Брейгель
Шрифт:
Если подняться до середины лестницы, что ведет в библиотеку Брейгеля, то увидишь узкую дверь жилой комнаты. Здесь начиналась приватная часть дома, можно сказать, отдельный маленький дом, спрятанный в сердцевине большого. Когда Мария появлялась на лестничной площадке, одетая в золотое (золотисто-желтое) или голубое платье, — а Брейгель в этот момент задумчиво рассматривал глобус или выбирал на полке книжку, — он вновь видел ее юной Сивиллой, спускающейся по ступеням антверпенского палаццо.
В жилой комнате было много вместительных сундуков, наполненных одеждой и тканями, на кроватях — стеганые одеяла, на окнах — широкие тяжелые занавеси; деревянные потолочные балки и каминная доска натирались воском. К этой комнате примыкали две другие, меньшие по размеру, — детские. Через окно можно было увидеть сад, несколько соседних крыш, вдалеке — панораму города и часть сельской округи. А еще — калитку в глубине сада, в стене из бурого кирпича, и ручей под ивами.
«Триумф Смерти» сейчас находится в Мадриде, «Падение ангелов» — в Брюсселе, «Безумная Грета» (Dulle Griet) — в Антверпене. А ведь в какой-то момент — в тот год, когда Брейгель поселился на Верхней улице, — эти три поразительных по своей интенсивности картины висели рядом в его мастерской. Правда, он мало кого туда допускал: только самых близких друзей или приехавшего издалека собрата-художника. Да и то иногда задергивал занавеску перед еще не законченной работой. Он не любил объяснять значение своих произведений.

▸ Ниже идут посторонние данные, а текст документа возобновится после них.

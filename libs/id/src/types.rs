//! Typed ID definitions for every entity the engine references.

use crate::define_id;

// =============================================================================
// Pipeline
// =============================================================================

define_id!(CandidateId, "candidate id");

// =============================================================================
// Capacity-bounded resources (schemes, stations, inductions, panels)
// =============================================================================

define_id!(ResourceId, "resource id");

// =============================================================================
// Assignments
// =============================================================================

define_id!(AssignmentId, "assignment id");

// =============================================================================
// Tests
// =============================================================================
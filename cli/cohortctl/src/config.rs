//! Configuration and credential storage.
//!
//! Both live as JSON files in the platform config directory.

use std::fs;
use std::path::{Path, PathBuf};

use anyhow::{Context, Result};
use chrono::{DateTime, Utc};
use directories::ProjectDirs;
use serde::de::DeserializeOwned;
use serde::{Deserialize, Serialize};

const CONFIG_FILE: &str = "config.json";
const CREDENTIALS_FILE: &str = "credentials.json";

/// Default API endpoint when neither flag, env nor file sets one.
const DEFAULT_API_URL: &str = "http://localhost:8080";

fn store_path(file: &str) -> Result<PathBuf> {
    let dirs = ProjectDirs::from("com", "cohort", "cohort")
        .context("No home directory; cannot locate cohort config")?;
    Ok(dirs.config_dir().join(file))
}

/// Read a JSON file; a missing file is `None`.
fn read_json<T: DeserializeOwned>(path: &Path, what: &str) -> Result<Option<T>> {
    let contents = match fs::read_to_string(path) {
        Ok(contents) => contents,
        Err(e) if e.kind() == std::io::ErrorKind::NotFound => return Ok(None),
        Err(e) => {
            return Err(e).with_context(|| format!("Reading {what} at {}", path.display()))
        }
    };

    serde_json::from_str(&contents)
        .map(Some)
        .with_context(|| format!("Parsing {what} at {}", path.display()))
}

/// CLI configuration.
#[derive(Debug, Clone, Serialize, Deserialize)]
pub struct Config {
    /// Placement API base URL.
    #[serde(default = "env_api_url")]
    pub api_url: String,

    /// Use the server's native batch endpoint instead of one call per candidate.
    #[serde(default)]
    pub batch_endpoint: bool,
}

fn env_api_url() -> String {
    std::env::var("COHORT_API_URL").unwrap_or_else(|_| DEFAULT_API_URL.to_string())
}

impl Default for Config {
    fn default() -> Self {
        Self {
            api_url: env_api_url(),
            batch_endpoint: false,
        }
    }
}

impl Config {
    /// The config file, or defaults when there is none.
    pub fn load() -> Result<Self> {
        Self::load_from(&store_path(CONFIG_FILE)?)
    }

    fn load_from(path: &Path) -> Result<Self> {
        Ok(read_json::<Self>(path, "config")?.unwrap_or_default())
    }

    pub fn api_url(&self) -> &str {
        &self.api_url
    }
}

/// Bearer token and what the server said about it at login.
#[derive(Debug, Clone, Serialize, Deserialize)]
pub struct Credentials {
    pub token: String,

    #[serde(default, skip_serializing_if = "Option::is_none")]
    pub expires_at: Option<DateTime<Utc>>,

    #[serde(default, skip_serializing_if = "Option::is_none")]
    pub user_id: Option<String>,

    #[serde(default, skip_serializing_if = "Option::is_none")]
    pub email: Option<String>,
}

impl Credentials {
    pub fn new(token: String) -> Self {
        Self {
            token,
            expires_at: None,
            user_id: None,
            email: None,
        }
    }

    /// Stored credentials, if any.
    pub fn load() -> Result<Option<Self>> {
        read_json(&store_path(CREDENTIALS_FILE)?, "credentials")
    }

    pub fn save(&self) -> Result<()> {
        let path = store_path(CREDENTIALS_FILE)?;
        if let Some(dir) = path.parent() {
            fs::create_dir_all(dir)
                .with_context(|| format!("Creating config directory {}", dir.display()))?;
        }
        self.save_to(&path)
    }

    /// Write the file readable by the owner only (unix).
    fn save_to(&self, path: &Path) -> Result<()> {
        let json = serde_json::to_vec_pretty(self)?;

        #[cfg(unix)]
        let written = {
            use std::io::Write;
            use std::os::unix::fs::OpenOptionsExt;

            fs::OpenOptions::new()
                .write(true)
                .create(true)
                .truncate(true)
                .mode(0o600)
                .open(path)
                .and_then(|mut file| file.write_all(&json))
        };
        #[cfg(not(unix))]
        let written = fs::write(path, &json);

        written.with_context(|| format!("Writing credentials to {}", path.display()))
    }

    /// Remove stored credentials; succeeds when there are none.
    pub fn delete() -> Result<()> {
        let path = store_path(CREDENTIALS_FILE)?;
        match fs::remove_file(&path) {
            Err(e) if e.kind() != std::io::ErrorKind::NotFound => {
                Err(e).with_context(|| format!("Removing credentials at {}", path.display()))
            }
            _ => Ok(()),
        }
    }

    pub fn is_expired(&self) -> bool {
        self.expires_at.is_some_and(|at| Utc::now() >= at)
    }
}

Вот они — на чердаке, который Брейгель превратил в свою мастерскую, — эти три картины. Я вижу, как они сияют в ночи. Мы никогда не постигнем — особенно если речь идет о таких шедеврах, — что происходит в тот период времени, когда они еще не ведомы никому, кроме самого художника. Когда в постели, бессонной ночью, он думает о них. Когда в темноте до него доходит их сияние — через все стены, перегородки, дощатый настил пола. Едва забрезжит день, на розовато-серой заре, он идет посмотреть на них еще раз. Этот визит художника к творению, из-за которого он не спал всю ночь, и есть его утренняя молитва. Порой Брейгель поднимается и среди ночи, когда его молодая жена еще спит; бесшумно, не зажигая света, он преодолевает несколько ступеней, ведущих в мастерскую, чтобы взглянуть на картину. Мне кажется, будто я тоже вхожу, пересекая полосы теней и лунного света, на этот чердак, где Брейгель, со свечой в руке, приближается к своим снам, запечатленным на деревянных досках, и очень внимательно их рассматривает. Они были здесь в те давнишние ночи — эти три картины, — их разделяло совсем небольшое пространство. Сегодня они сияют в трех разных музеях. Но как они сияли тогда — все вместе — теми брюссельскими ночами, в доме на Верхней улице!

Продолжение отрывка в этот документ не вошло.